Exactly as written, reproduce all of the entries.

== Segment start ==

//! Recording fakes for the hardware and transport seams.

use std::{
    cell::RefCell,
    collections::VecDeque,
    convert::Infallible,
    rc::Rc,
    sync::{
        atomic::{AtomicBool, AtomicUsize, Ordering},
        Mutex,
    },
};

use serde_json::Value;

use crate::{
    config::{CloudConfig, NetworkConfig},
    hal::{
        AnalogInput, CharacterDisplay, ClimateReading, ClimateSensor, HalError, LedPin,
        MotionSensor, NetworkDiagnostics, PixelStrip, PwmOutput, Rgb,
    },
    session::{CloudSession, Link, LinkError, SessionError},
};

#[derive(Debug, Default)]
pub struct RecordingLed {
    pub levels: Mutex<Vec<bool>>,
}

impl RecordingLed {
    pub fn last(&self) -> Option<bool> {
        self.levels.lock().unwrap().last().copied()
    }
}

impl LedPin for RecordingLed {
    fn set_level(&self, on: bool) -> Result<(), HalError> {
        self.levels.lock().unwrap().push(on);
        Ok(())
    }
}

#[derive(Debug, Default)]
pub struct RecordingSession {
    connected: AtomicBool,
    refuse_connect: AtomicBool,
    failing_topic: Mutex<Option<String>>,
    pub connects: AtomicUsize,
    pub disconnects: AtomicUsize,
    pub subscriptions: Mutex<Vec<String>>,
    pub published: Mutex<Vec<(String, Value)>>,
}

impl RecordingSession {
    pub fn connected() -> Self {
        let session = Self::default();
        session.connected.store(true, Ordering::SeqCst);
        session
    }

    pub fn set_connected(&self, connected: bool) {
        self.connected.store(connected, Ordering::SeqCst);
    }

    pub fn refuse_connect(&self, refuse: bool) {
        self.refuse_connect.store(refuse, Ordering::SeqCst);
    }

    /// Subscribing to or publishing on `topic` fails until cleared.
    pub fn fail_topic(&self, topic: Option<&str>) {
        *self.failing_topic.lock().unwrap() = topic.map(str::to_string);
    }

    pub fn published_on(&self, topic: &str) -> Vec<Value> {
        self.published
            .lock()
            .unwrap()
            .iter()
            .filter(|(published, _)| published == topic)
            .map(|(_, payload)| payload.clone())
            .collect()
    }

    fn check_topic(&self, topic: &str) -> Result<(), String> {
        match self.failing_topic.lock().unwrap().as_deref() {
            Some(failing) if topic.starts_with(failing) => Err("injected failure".to_string()),
            _ => Ok(()),
        }
    }
}

impl CloudSession for RecordingSession {
    fn connect(&self, cloud: &CloudConfig) -> Result<(), SessionError> {
        self.connects.fetch_add(1, Ordering::SeqCst);
        if self.refuse_connect.load(Ordering::SeqCst) {
            return Err(SessionError::Connect {
                server: cloud.server.clone(),
                port: cloud.port,
                reason: "refused".to_string(),
            });
        }
        self.connected.store(true, Ordering::SeqCst);
        Ok(())
    }

    fn disconnect(&self) {
        self.disconnects.fetch_add(1, Ordering::SeqCst);
        self.connected.store(false, Ordering::SeqCst);
    }

    fn is_connected(&self) -> bool {
        self.connected.load(Ordering::SeqCst)
    }

    fn subscribe(&self, topic_filter: &str) -> Result<(), SessionError> {
        self.check_topic(topic_filter)
            .map_err(|reason| SessionError::Subscribe {
                topic: topic_filter.to_string(),
                reason,
            })?;
        self.subscriptions
            .lock()
            .unwrap()
            .push(topic_filter.to_string());
        Ok(())
    }

    fn publish(&self, topic: &str, payload: Vec<u8>) -> Result<(), SessionError> {
        self.check_topic(topic).map_err(|reason| SessionError::Publish {
            topic: topic.to_string(),
            reason,
        })?;
        let value = serde_json::from_slice(&payload).unwrap_or(Value::Null);
        self.published
            .lock()
            .unwrap()
            .push((topic.to_string(), value));
        Ok(())
    }
}

#[derive(Debug, Default)]
pub struct FakeLink {
    pub up: AtomicBool,
    pub establish_failures: AtomicUsize,
    pub establish_calls: AtomicUsize,
    pub diagnostics: NetworkDiagnostics,
}

impl FakeLink {
    pub fn up() -> Self {
        let link = Self::default();
        link.up.store(true, Ordering::SeqCst);
        link
    }
}

impl Link for FakeLink {
    fn is_up(&self) -> bool {
        self.up.load(Ordering::SeqCst)
    }

    fn establish(&self, network: &NetworkConfig) -> Result<(), LinkError> {
        self.establish_calls.fetch_add(1, Ordering::SeqCst);
        let remaining = self.establish_failures.load(Ordering::SeqCst);
        if remaining > 0 {
            self.establish_failures.store(remaining - 1, Ordering::SeqCst);
            return Err(LinkError(format!("`{}` not in range", network.wifi_ssid)));
        }
        self.up.store(true, Ordering::SeqCst);
        Ok(())
    }

    fn diagnostics(&self) -> NetworkDiagnostics {
        self.diagnostics.clone()
    }

    fn mac_address(&self) -> String {
        "24:0A:C4:00:01:FF".to_string()
    }
}

#[derive(Debug)]
pub struct FakeStrip {
    pub pixels: Vec<Rgb>,
    pub shows: usize,
}

impl FakeStrip {
    pub fn new(len: usize) -> Self {
        Self {
            pixels: vec![Rgb::OFF; len],
            shows: 0,
        }
    }
}

impl PixelStrip for FakeStrip {
    fn len(&self) -> usize {
        self.pixels.len()
    }

    fn set_pixel(&mut self, index: usize, color: Rgb) {
        self.pixels[index] = color;
    }

    fn show(&mut self) -> Result<(), HalError> {
        self.shows += 1;
        Ok(())
    }
}

#[derive(Debug, Default)]
pub struct FakePwm {
    pub duties: Vec<u8>,
}

impl PwmOutput for FakePwm {
    fn set_duty(&mut self, duty: u8) -> Result<(), HalError> {
        self.duties.push(duty);
        Ok(())
    }
}

#[derive(Debug, Default)]
pub struct FakeLcd {
    pub rows: [String; 2],
    pub clears: usize,
}

impl CharacterDisplay for FakeLcd {
    fn clear(&mut self) -> Result<(), HalError> {
        self.clears += 1;
        self.rows = Default::default();
        Ok(())
    }

    fn write_row(&mut self, row: u8, text: &str) -> Result<(), HalError> {
        let slot = self
            .rows
            .get_mut(usize::from(row))
            .ok_or_else(|| HalError::new("lcd", format!("no row {row}")))?;
        *slot = text.to_string();
        Ok(())
    }
}

#[derive(Debug, Default)]
pub struct ScriptedClimate(pub VecDeque<ClimateReading>);

impl ClimateSensor for ScriptedClimate {
    fn read(&mut self) -> ClimateReading {
        self.0.pop_front().unwrap_or(ClimateReading::FAILED)
    }
}

#[derive(Debug, Default)]
pub struct FixedAnalog(pub u16);

impl AnalogInput for FixedAnalog {
    fn read_raw(&mut self) -> u16 {
        self.0
    }
}

#[derive(Debug, Default)]
pub struct FixedMotion(pub bool);

impl MotionSensor for FixedMotion {
    fn motion_detected(&mut self) -> bool {
        self.0
    }
}

#[derive(Debug, Clone, Copy, PartialEq, Eq)]
pub enum Line {
    Data,
    Clock,
    Latch,
}

pub type BusLog = Rc<RefCell<Vec<(Line, bool)>>>;

/// Output line that appends every level change to a shared log.
pub struct BusPin {
    line: Line,
    log: BusLog,
}

impl BusPin {
    pub fn new(line: Line, log: &BusLog) -> Self {
        Self {
            line,
            log: log.clone(),
        }
    }
}

impl embedded_hal::digital::ErrorType for BusPin {
    type Error = Infallible;
}

impl embedded_hal::digital::OutputPin for BusPin {
    fn set_low(&mut self) -> Result<(), Self::Error> {
        self.log.borrow_mut().push((self.line, false));
        Ok(())
    }

    fn set_high(&mut self) -> Result<(), Self::Error> {
        self.log.borrow_mut().push((self.line, true));
        Ok(())
    }
}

== Segment end ==

Completed task:
//! Recording fakes for the hardware and transport seams.

use std::{
    cell::RefCell,
    collections::VecDeque,
    convert::Infallible,
    rc::Rc,
    sync::{
        atomic::{AtomicBool, AtomicUsize, Ordering},
        Mutex,
    },
};

use serde_json::Value;

use crate::{
    config::{CloudConfig, NetworkConfig},
    hal::{
        AnalogInput, CharacterDisplay, ClimateReading, ClimateSensor, HalError, LedPin,
        MotionSensor, NetworkDiagnostics, PixelStrip, PwmOutput, Rgb,
    },
    session::{CloudSession, Link, LinkError, SessionError},
};

#[derive(Debug, Default)]
pub struct RecordingLed {
    pub levels: Mutex<Vec<bool>>,
}

impl RecordingLed {
    pub fn last(&self) -> Option<bool> {
        self.levels.lock().unwrap().last().copied()
    }
}

impl LedPin for RecordingLed {
    fn set_level(&self, on: bool) -> Result<(), HalError> {
        self.levels.lock().unwrap().push(on);
        Ok(())
    }
}

#[derive(Debug, Default)]
pub struct RecordingSession {
    connected: AtomicBool,
    refuse_connect: AtomicBool,
    failing_topic: Mutex<Option<String>>,
    pub connects: AtomicUsize,
    pub disconnects: AtomicUsize,
    pub subscriptions: Mutex<Vec<String>>,
    pub published: Mutex<Vec<(String, Value)>>,
}

impl RecordingSession {
    pub fn connected() -> Self {
        let session = Self::default();
        session.connected.store(true, Ordering::SeqCst);
        session
    }

    pub fn set_connected(&self, connected: bool) {
        self.connected.store(connected, Ordering::SeqCst);
    }

    pub fn refuse_connect(&self, refuse: bool) {
        self.refuse_connect.store(refuse, Ordering::SeqCst);
    }

    /// Subscribing to or publishing on `topic` fails until cleared.
    pub fn fail_topic(&self, topic: Option<&str>) {
        *self.failing_topic.lock().unwrap() = topic.map(str::to_string);
    }

    pub fn published_on(&self, topic: &str) -> Vec<Value> {
        self.published
            .lock()
            .unwrap()
            .iter()
            .filter(|(published, _)| published == topic)
            .map(|(_, payload)| payload.clone())
            .collect()
    }

    fn check_topic(&self, topic: &str) -> Result<(), String> {
        match self.failing_topic.lock().unwrap().as_deref() {
            Some(failing) if topic.starts_with(failing) => Err("injected failure".to_string()),
            _ => Ok(()),
        }
    }
}

impl CloudSession for RecordingSession {
    fn connect(&self, cloud: &CloudConfig) -> Result<(), SessionError> {
        self.connects.fetch_add(1, Ordering::SeqCst);
        if self.refuse_connect.load(Ordering::SeqCst) {
            return Err(SessionError::Connect {
                server: cloud.server.clone(),
                port: cloud.port,
                reason: "refused".to_string(),
            });
        }
        self.connected.store(true, Ordering::SeqCst);
        Ok(())
    }

    fn disconnect(&self) {
        self.disconnects.fetch_add(1, Ordering::SeqCst);
        self.connected.store(false, Ordering::SeqCst);
    }

    fn is_connected(&self) -> bool {
        self.connected.load(Ordering::SeqCst)
    }

    fn subscribe(&self, topic_filter: &str) -> Result<(), SessionError> {
        self.check_topic(topic_filter)
            .map_err(|reason| SessionError::Subscribe {
                topic: topic_filter.to_string(),
                reason,
            })?;
        self.subscriptions
            .lock()
            .unwrap()
            .push(topic_filter.to_string());
        Ok(())
    }

    fn publish(&self, topic: &str, payload: Vec<u8>) -> Result<(), SessionError> {
        self.check_topic(topic).map_err(|reason| SessionError::Publish {
            topic: topic.to_string(),
            reason,
        })?;
        let value = serde_json::from_slice(&payload).unwrap_or(Value::Null);
        self.published
            .lock()
            .unwrap()
            .push((topic.to_string(), value));
        Ok(())
    }
}

#[derive(Debug, Default)]
pub struct FakeLink {
    pub up: AtomicBool,
    pub establish_failures: AtomicUsize,
    pub establish_calls: AtomicUsize,
    pub diagnostics: NetworkDiagnostics,
}

impl FakeLink {
    pub fn up() -> Self {
        let link = Self::default();
        link.up.store(true, Ordering::SeqCst);
        link
    }
}

impl Link for FakeLink {
    fn is_up(&self) -> bool {
        self.up.load(Ordering::SeqCst)
    }

    fn establish(&self, network: &NetworkConfig) -> Result<(), LinkError> {
        self.establish_calls.fetch_add(1, Ordering::SeqCst);
        let remaining = self.establish_failures.load(Ordering::SeqCst);
        if remaining > 0 {
            self.establish_failures.store(remaining - 1, Ordering::SeqCst);
            return Err(LinkError(format!("`{}` not in range", network.wifi_ssid)));
        }
        self.up.store(true, Ordering::SeqCst);
        Ok(())
    }

    fn diagnostics(&self) -> NetworkDiagnostics {
        self.diagnostics.clone()
    }

    fn mac_address(&self) -> String {
        "24:0A:C4:00:01:FF".to_string()
    }
}

#[derive(Debug)]
pub struct FakeStrip {
    pub pixels: Vec<Rgb>,
    pub shows: usize,
}

impl FakeStrip {
    pub fn new(len: usize) -> Self {
        Self {
            pixels: vec![Rgb::OFF; len],
            shows: 0,
        }
    }
}

impl PixelStrip for FakeStrip {
    fn len(&self) -> usize {
        self.pixels.len()
    }

    fn set_pixel(&mut self, index: usize, color: Rgb) {
        self.pixels[index] = color;
    }

    fn show(&mut self) -> Result<(), HalError> {
        self.shows += 1;
        Ok(())
    }
}

#[derive(Debug, Default)]
pub struct FakePwm {
    pub duties: Vec<u8>,
}

impl PwmOutput for FakePwm {
    fn set_duty(&mut self, duty: u8) -> Result<(), HalError> {
        self.duties.push(duty);
        Ok(())
    }
}

#[derive(Debug, Default)]
pub struct FakeLcd {
    pub rows: [String; 2],
    pub clears: usize,
}

impl CharacterDisplay for FakeLcd {
    fn clear(&mut self) -> Result<(), HalError> {
        self.clears += 1;
        self.rows = Default::default();
        Ok(())
    }

    fn write_row(&mut self, row: u8, text: &str) -> Result<(), HalError> {
        let slot = self
            .rows
            .get_mut(usize::from(row))
            .ok_or_else(|| HalError::new("lcd", format!("no row {row}")))?;
        *slot = text.to_string();
        Ok(())
    }
}

#[derive(Debug, Default)]
pub struct ScriptedClimate(pub VecDeque<ClimateReading>);

impl ClimateSensor for ScriptedClimate {
    fn read(&mut self) -> ClimateReading {
        self.0.pop_front().unwrap_or(ClimateReading::FAILED)
    }
}

#[derive(Debug, Default)]
pub struct FixedAnalog(pub u16);

impl AnalogInput for FixedAnalog {
    fn read_raw(&mut self) -> u16 {
        self.0
    }
}

#[derive(Debug, Default)]
pub struct FixedMotion(pub bool);

impl MotionSensor for FixedMotion {
    fn motion_detected(&mut self) -> bool {
        self.0
    }
}

#[derive(Debug, Clone, Copy, PartialEq, Eq)]
pub enum Line {
    Data,
    Clock,
    Latch,
}

pub type BusLog = Rc<RefCell<Vec<(Line, bool)>>>;

/// Output line that appends every level change to a shared log.
pub struct BusPin {
    line: Line,
    log: BusLog,
}

impl BusPin {
    pub fn new(line: Line, log: &BusLog) -> Self {
        Self {
            line,
            log: log.clone(),
        }
    }
}

impl embedded_hal::digital::ErrorType for BusPin {
    type Error = Infallible;
}

impl embedded_hal::digital::OutputPin for BusPin {
    fn set_low(&mut self) -> Result<(), Self::Error> {
        self.log.borrow_mut().push((self.line, false));
        Ok(())
    }

    fn set_high(&mut self) -> Result<(), Self::Error> {
        self.log.borrow_mut().push((self.line, true));
        Ok(())
    }
}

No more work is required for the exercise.